**Description of the task:**
Wherever the word "other" shows up in the data, report the line it sits in.

**Supplied information:**
//! End-to-end consent flow tests.
//!
//! Drives a full page lifetime through the in-memory host:
//! - first visit prompts, a choice is stored and applied
//! - a reload with a stored record never shows the banner
//! - the detail panel's toggles are what gets saved

use std::sync::Arc;
use std::time::Duration;

use falconhurst_consent::config::ConsentConfig;
use falconhurst_consent::constants::STORAGE_KEY;
use falconhurst_consent::host::{ManualScheduler, MemoryDocument};
use falconhurst_consent::manager::{ConsentManager, Host, ReadyState, Startup};
use falconhurst_consent::presenter::{BannerState, Panel, ids};
use falconhurst_consent::store::ConsentStore;

const LOADER_SRC: &str = "https://www.googletagmanager.com/gtag/js?id=G-WXFB5L04Y8";

/// One page load: a document, its timers and the manager driving them.
struct Page {
    doc: MemoryDocument,
    scheduler: ManualScheduler,
    manager: ConsentManager,
}

impl Page {
    fn open(doc: MemoryDocument) -> Self {
        let scheduler = ManualScheduler::new();
        let host = Host {
            storage: Arc::new(doc.clone()),
            cookies: Arc::new(doc.clone()),
            scripts: Arc::new(doc.clone()),
            view: Arc::new(doc.clone()),
            scheduler: Arc::new(scheduler.clone()),
        };
        let manager = ConsentManager::from_config(&ConsentConfig::default(), host);
        Self {
            doc,
            scheduler,
            manager,
        }
    }

    fn fresh() -> Self {
        Self::open(MemoryDocument::new("www.falconhurst.example"))
    }

    fn reload(&self) -> Self {
        Self::open(self.doc.reload())
    }

    fn wait(&mut self, ms: u64) {
        for task in self.scheduler.advance(Duration::from_millis(ms)) {
            self.manager.on_timer(task);
        }
    }

    fn stored_json(&self) -> serde_json::Value {
        let raw = self.doc.local_storage(STORAGE_KEY).expect("record stored");
        serde_json::from_str(&raw).expect("stored record is JSON")
    }
}

// =============================================================================
// Scenario: reject all, then reload
// =============================================================================

#[test]
fn test_reject_all_then_reload_never_prompts() {
    let mut page = Page::fresh();

    assert_eq!(
        page.manager.start(ReadyState::Complete),
        Some(Startup::Prompted)
    );
    page.wait(800);
    assert_eq!(page.manager.banner_state(), BannerState::VisibleSimple);
    assert_eq!(page.doc.banner().unwrap().panel, Panel::Simple);

    page.manager.handle_click(ids::REJECT).unwrap();

    let stored = page.stored_json();
    assert_eq!(stored["essential"], true);
    assert_eq!(stored["functional"], false);
    assert_eq!(stored["analytics"], false);
    assert_eq!(stored["version"], 1);
    assert!(stored["timestamp"].as_str().unwrap().ends_with('Z'));

    assert_eq!(page.doc.scripts_with_src(LOADER_SRC), 0);
    assert_eq!(page.manager.banner_state(), BannerState::Dismissed);
    page.wait(400);
    assert!(!page.doc.banner().unwrap().displayed);

    let mut next = page.reload();
    match next.manager.start(ReadyState::Complete) {
        Some(Startup::Applied(record)) => {
            assert!(!record.analytics());
            assert!(!record.functional());
        },
        other => panic!("expected stored consent to be applied, got {other:?}"),
    }
    next.wait(5_000);

    assert!(next.doc.banner().is_none());
    assert!(!next.manager.is_banner_mounted());
    assert_eq!(next.doc.scripts_with_src(LOADER_SRC), 0);
}

// =============================================================================
// Scenario: customise, grant analytics only
// =============================================================================

#[test]
fn test_customise_and_save_analytics_only() {
    let mut page = Page::fresh();
    page.manager.start(ReadyState::Complete);
    page.wait(800);

    page.manager.handle_click(ids::CUSTOMISE).unwrap();
    assert_eq!(page.manager.banner_state(), BannerState::VisibleDetail);
    assert_eq!(page.doc.banner().unwrap().panel, Panel::Detail);

    page.doc.check(ids::ANALYTICS, true);
    page.doc.check(ids::FUNCTIONAL, false);
    page.manager.handle_click(ids::SAVE).unwrap();

    let stored = page.stored_json();
    assert_eq!(stored["analytics"], true);
    assert_eq!(stored["functional"], false);
    assert_eq!(page.doc.scripts_with_src(LOADER_SRC), 1);
    assert!(page.doc.scripts()[0].async_load);

    let queue = page.doc.data_layer().unwrap();
    assert_eq!(queue[0][0], "js");
    assert_eq!(queue[1], serde_json::json!(["config", "G-WXFB5L04Y8"]));

    // Reload: analytics loads again on the new page, still exactly once
    let mut next = page.reload();
    next.manager.start(ReadyState::Complete);
    next.wait(5_000);
    assert!(next.doc.banner().is_none());
    assert_eq!(next.doc.scripts_with_src(LOADER_SRC), 1);
}

#[test]
fn test_close_detail_discards_toggles() {
    let mut page = Page::fresh();
    page.manager.start(ReadyState::Complete);
    page.wait(800);

    assert!(page.manager.on_customize());
    page.doc.check(ids::ANALYTICS, true);
    assert!(page.manager.on_close_detail());

    assert!(page.manager.on_customize());
    let record = page.manager.on_save_from_view().unwrap();
    assert!(!record.analytics());
    assert_eq!(page.doc.scripts_with_src(LOADER_SRC), 0);
}

// =============================================================================
// Cookie purge on a returning visitor
// =============================================================================

#[test]
fn test_returning_refusal_purges_existing_analytics_cookies() {
    let doc = MemoryDocument::new("www.falconhurst.example");
    doc.set_local_storage(
        STORAGE_KEY,
        r#"{"essential":true,"functional":true,"analytics":false,"timestamp":"2024-01-01T00:00:00.000Z","version":1}"#,
    );
    doc.add_cookie("_ga", "1", None);
    doc.add_cookie("_gid", "2", None);
    doc.add_cookie("_gat", "3", None);
    doc.add_cookie("other", "4", None);

    let mut page = Page::open(doc);
    assert!(matches!(
        page.manager.start(ReadyState::Interactive),
        Some(Startup::Applied(_))
    ));

    assert_eq!(page.doc.cookie_names(), vec!["other"]);
    let writes = page.doc.cookie_writes();
    for name in ["_ga", "_gid", "_gat"] {
        assert!(writes.iter().any(|w| w.starts_with(&format!("{name}=;"))
            && w.ends_with(";domain=www.falconhurst.example")));
        assert!(writes.iter().any(|w| w.starts_with(&format!("{name}=;"))
            && w.ends_with(";domain=.www.falconhurst.example")));
    }
    assert!(page.doc.banner().is_none());
}

#[test]
fn test_changing_mind_on_next_visit_is_not_possible_without_banner() {
    let mut page = Page::fresh();
    page.manager.start(ReadyState::Complete);
    page.manager.on_accept_all().unwrap();

    let mut next = page.reload();
    next.manager.start(ReadyState::Complete);
    assert!(next.manager.on_reject_all().is_none());
    assert_eq!(next.stored_json()["analytics"], true);
}

// =============================================================================
// Degraded pages
// =============================================================================

#[test]
fn test_corrupt_record_prompts_again() {
    let doc = MemoryDocument::new("www.falconhurst.example");
    doc.set_local_storage(STORAGE_KEY, "{\"analytics\":tru");

    let mut page = Page::open(doc);
    assert_eq!(
        page.manager.start(ReadyState::Complete),
        Some(Startup::Prompted)
    );
    page.wait(800);
    assert_eq!(page.manager.banner_state(), BannerState::VisibleSimple);
}

#[test]
fn test_disabled_storage_prompts_and_dismisses() {
    let doc = MemoryDocument::new("www.falconhurst.example");
    doc.set_storage_available(false);

    let mut page = Page::open(doc);
    page.manager.start(ReadyState::Complete);
    page.wait(800);
    page.manager.handle_click(ids::ACCEPT).unwrap();

    assert_eq!(page.manager.banner_state(), BannerState::Dismissed);
    assert!(page.doc.local_storage(STORAGE_KEY).is_none());
    assert_eq!(page.doc.scripts_with_src(LOADER_SRC), 1);
}

#[test]
fn test_page_without_body_still_applies_nothing_and_does_not_panic() {
    let doc = MemoryDocument::new("www.falconhurst.example");
    doc.remove_body();

    let mut page = Page::open(doc);
    assert_eq!(
        page.manager.start(ReadyState::Complete),
        Some(Startup::Prompted)
    );
    page.wait(800);

    assert!(!page.manager.is_banner_mounted());
    assert!(page.manager.on_accept_all().is_none());
    assert!(page.doc.local_storage(STORAGE_KEY).is_none());
}

#[test]
fn test_deferred_until_dom_content_loaded() {
    let mut page = Page::fresh();
    assert_eq!(
        page.manager.start(ReadyState::Loading),
        Some(Startup::Deferred)
    );
    assert!(page.doc.banner().is_none());

    assert_eq!(
        page.manager.on_dom_content_loaded(),
        Some(Startup::Prompted)
    );
    assert!(page.doc.banner().is_some());
}

// =============================================================================
// Persistent store across process restarts
// =============================================================================

#[test]
fn test_file_store_record_suppresses_banner() {
    let tmp = tempfile::TempDir::new().unwrap();
    let path = tmp.path().join("consent.redb");

    {
        let store = ConsentStore::file(&path).unwrap();
        store.write(&falconhurst_consent::ConsentRecord::now(
            falconhurst_consent::Preferences::reject_all(),
        ));
    }

    let doc = MemoryDocument::new("kiosk.local");
    let scheduler = ManualScheduler::new();
    let store = ConsentStore::file(&path).unwrap();
    let policy = falconhurst_consent::ConsentPolicy::new(
        &ConsentConfig::default().analytics,
        Arc::new(doc.clone()),
        Arc::new(doc.clone()),
    );
    let presenter = falconhurst_consent::BannerPresenter::new(
        ConsentConfig::default().banner,
        Arc::new(doc.clone()),
        Arc::new(scheduler.clone()),
    );
    let mut manager = ConsentManager::new(store, policy, presenter);

    assert!(matches!(
        manager.start(ReadyState::Complete),
        Some(Startup::Applied(_))
    ));
    assert!(doc.banner().is_none());
    assert_eq!(scheduler.pending(), 0);
}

**Finished exercise:**
        other => panic!("expected stored consent to be applied, got {other:?}"),
    doc.add_cookie("other", "4", None);
    assert_eq!(page.doc.cookie_names(), vec!["other"]);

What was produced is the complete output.